[Dataset entries]

::::::::::

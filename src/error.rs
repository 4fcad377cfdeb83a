use thiserror::Error;

#[derive(Debug, Error)]
pub enum EnsoError {
    #[error("analysis range {start}..={end} spans {span} years; at least 31 are required for climatology windows")]
    InsufficientRange { start: i32, end: i32, span: i64 },

    #[error(transparent)]
    Io(#[from] std::io::Error),
}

::::::::::

Output the entire data exactly, line for line.

COMPLETED EXERCISE:
filename src/error.rs
repository 4fcad377cfdeb83a
use thiserror::Error;

#[derive(Debug, Error)]
pub enum EnsoError {
    #[error("analysis range {start}..={end} spans {span} years; at least 31 are required for climatology windows")]
    InsufficientRange { start: i32, end: i32, span: i64 },

    #[error(transparent)]
    Io(#[from] std::io::Error),
}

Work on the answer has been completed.